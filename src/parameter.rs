use bigdecimal::BigDecimal;
use std::fmt;
use std::str::FromStr;

use crate::expr::{Render, Syntax};

/// A typed literal bound to a parameter.
#[derive(Debug, Clone, PartialEq)]
pub enum Value {
    Null,
    Bool(bool),
    Int(i32),
    Long(i64),
    Decimal(BigDecimal),
    Float(f32),
    String(String),
}

impl Value {
    /// Reads a numeric literal. Tries 32-bit integer, then 64-bit integer, then decimal,
    /// then floating point; the first that fits decides the type.
    pub fn parse_number(text: &str) -> Option<Value> {
        if let Ok(value) = text.parse::<i32>() {
            return Some(Value::Int(value));
        }
        if let Ok(value) = text.parse::<i64>() {
            return Some(Value::Long(value));
        }
        if is_plain_decimal(text) {
            if let Ok(value) = BigDecimal::from_str(text) {
                return Some(Value::Decimal(value));
            }
        }
        if starts_like_number(text) {
            if let Ok(value) = text.parse::<f32>() {
                if value.is_finite() {
                    return Some(Value::Float(value));
                }
            }
        }
        None
    }

    /// Reads a literal the way the filter syntax writes it: quoted string, number,
    /// `true`/`false`/`null`, anything else as a bare string.
    pub fn parse_literal(text: &str) -> Value {
        if let Some(inner) = unquote(text) {
            return Value::String(inner);
        }
        if let Some(number) = Value::parse_number(text) {
            return number;
        }
        if let Some(keyword) = Value::parse_keyword(text) {
            return keyword;
        }
        Value::String(text.to_string())
    }

    /// `true`, `false` and `null` in any letter case.
    pub fn parse_keyword(text: &str) -> Option<Value> {
        if text.eq_ignore_ascii_case("true") {
            Some(Value::Bool(true))
        } else if text.eq_ignore_ascii_case("false") {
            Some(Value::Bool(false))
        } else if text.eq_ignore_ascii_case("null") {
            Some(Value::Null)
        } else {
            None
        }
    }

    pub fn type_name(&self) -> &'static str {
        match self {
            Value::Null => "null",
            Value::Bool(_) => "bool",
            Value::Int(_) => "int",
            Value::Long(_) => "long",
            Value::Decimal(_) => "decimal",
            Value::Float(_) => "float",
            Value::String(_) => "string",
        }
    }

    /// Inline SQL spelling of the value, for diagnostics and for callers that cannot bind.
    pub fn to_sql_literal(&self) -> String {
        match self {
            Value::Null => "NULL".to_string(),
            Value::Bool(b) => (if *b { "1" } else { "0" }).to_string(),
            Value::String(s) => format!("'{}'", s.replace('\'', "''")),
            other => other.to_string(),
        }
    }
}

/// `^[+-]?digits[.digits]$`, with digits on at least one side of the point.
fn is_plain_decimal(text: &str) -> bool {
    let body = text.strip_prefix(['+', '-']).unwrap_or(text);
    let mut parts = body.splitn(2, '.');
    let whole = parts.next().unwrap_or("");
    let fraction = parts.next().unwrap_or("");
    (!whole.is_empty() || !fraction.is_empty())
        && whole.chars().all(|c| c.is_ascii_digit())
        && fraction.chars().all(|c| c.is_ascii_digit())
}

fn starts_like_number(text: &str) -> bool {
    let body = text.strip_prefix(['+', '-']).unwrap_or(text);
    body.chars().next().is_some_and(|c| c.is_ascii_digit() || c == '.')
}

/// Strips the surrounding quotes and collapses doubled quotes.
pub fn unquote(text: &str) -> Option<String> {
    let inner = text.strip_prefix('\'')?.strip_suffix('\'')?;
    Some(inner.replace("''", "'"))
}

impl fmt::Display for Value {
    fn fmt(&self, f: &mut fmt::Formatter) -> fmt::Result {
        match self {
            Value::Null => write!(f, "NULL"),
            Value::Bool(b) => write!(f, "{}", b),
            Value::Int(i) => write!(f, "{}", i),
            Value::Long(l) => write!(f, "{}", l),
            Value::Decimal(d) => write!(f, "{}", d),
            Value::Float(x) => write!(f, "{}", x),
            Value::String(s) => write!(f, "{}", s),
        }
    }
}

impl From<bool> for Value {
    fn from(value: bool) -> Self {
        Value::Bool(value)
    }
}

impl From<i32> for Value {
    fn from(value: i32) -> Self {
        Value::Int(value)
    }
}

impl From<i64> for Value {
    fn from(value: i64) -> Self {
        Value::Long(value)
    }
}

impl From<f32> for Value {
    fn from(value: f32) -> Self {
        Value::Float(value)
    }
}

impl From<BigDecimal> for Value {
    fn from(value: BigDecimal) -> Self {
        Value::Decimal(value)
    }
}

impl From<&str> for Value {
    fn from(value: &str) -> Self {
        Value::String(value.to_string())
    }
}

impl From<String> for Value {
    fn from(value: String) -> Self {
        Value::String(value)
    }
}

#[derive(Debug, Clone, PartialEq)]
pub struct Parameter {
    pub name: String,
    pub value: Value,
}

impl Parameter {
    pub fn new(name: impl Into<String>, value: impl Into<Value>) -> Self {
        Parameter {
            name: name.into(),
            value: value.into(),
        }
    }
}

impl Render for Parameter {
    fn render(&self, syntax: Syntax) -> String {
        match syntax {
            Syntax::Placeholder => "?".to_string(),
            Syntax::Sql | Syntax::Filter => format!("@{}", self.name),
        }
    }
}

/// Hands out parameter numbers for one compile call.
#[derive(Debug, Default)]
pub struct Counter {
    next: usize,
}

impl Counter {
    pub fn new() -> Self {
        Counter::default()
    }

    pub fn next(&mut self) -> usize {
        let current = self.next;
        self.next += 1;
        current
    }
}

#[cfg(test)]
mod tests {
    use super::*;

    #[test]
    fn test_number_precedence() {
        let cases = vec![
            ("3", "int"),
            ("-1", "int"),
            ("2147483648", "long"),
            ("-9223372036854775808", "long"),
            ("3.14", "decimal"),
            (".5", "decimal"),
            ("-0.25", "decimal"),
            ("99999999999999999999", "decimal"),
            ("1e5", "float"),
            ("2.5E-3", "float"),
        ];
        for (case, expected) in cases {
            let value = Value::parse_number(case);
            assert!(value.is_some(), "Failed to parse number {:?}", case);
            assert_eq!(value.unwrap().type_name(), expected, "Wrong type for {:?}", case);
        }
    }

    #[test]
    fn test_not_numbers() {
        for case in ["abc", "1a", "inf", "NaN", "infinity", "-", ".", "1.2.3", ""] {
            assert!(Value::parse_number(case).is_none(), "Parsed non-number {:?}", case);
        }
    }

    #[test]
    fn test_parse_literal() {
        assert_eq!(Value::parse_literal("'O''Brien'"), Value::String("O'Brien".to_string()));
        assert_eq!(Value::parse_literal("42"), Value::Int(42));
        assert_eq!(Value::parse_literal("TRUE"), Value::Bool(true));
        assert_eq!(Value::parse_literal("null"), Value::Null);
        assert_eq!(Value::parse_literal("Placed"), Value::String("Placed".to_string()));
    }

    #[test]
    fn test_sql_literals() {
        assert_eq!(Value::Null.to_sql_literal(), "NULL");
        assert_eq!(Value::Bool(true).to_sql_literal(), "1");
        assert_eq!(Value::Bool(false).to_sql_literal(), "0");
        assert_eq!(Value::from("it's").to_sql_literal(), "'it''s'");
        assert_eq!(Value::Int(7).to_sql_literal(), "7");
    }

    #[test]
    fn test_parameter_rendering() {
        let parameter = Parameter::new("Filter0", 1);
        assert_eq!(parameter.render(Syntax::Sql), "@Filter0");
        assert_eq!(parameter.render(Syntax::Filter), "@Filter0");
        assert_eq!(parameter.render(Syntax::Placeholder), "?");
    }

    #[test]
    fn test_counter() {
        let mut counter = Counter::new();
        assert_eq!(counter.next(), 0);
        assert_eq!(counter.next(), 1);
        assert_eq!(Counter::new().next(), 0);
    }
}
○ ○ ○
Your goal :: Examine the listing and count its lines containing the word "Placeholder". State the count alone.

Response box :: 2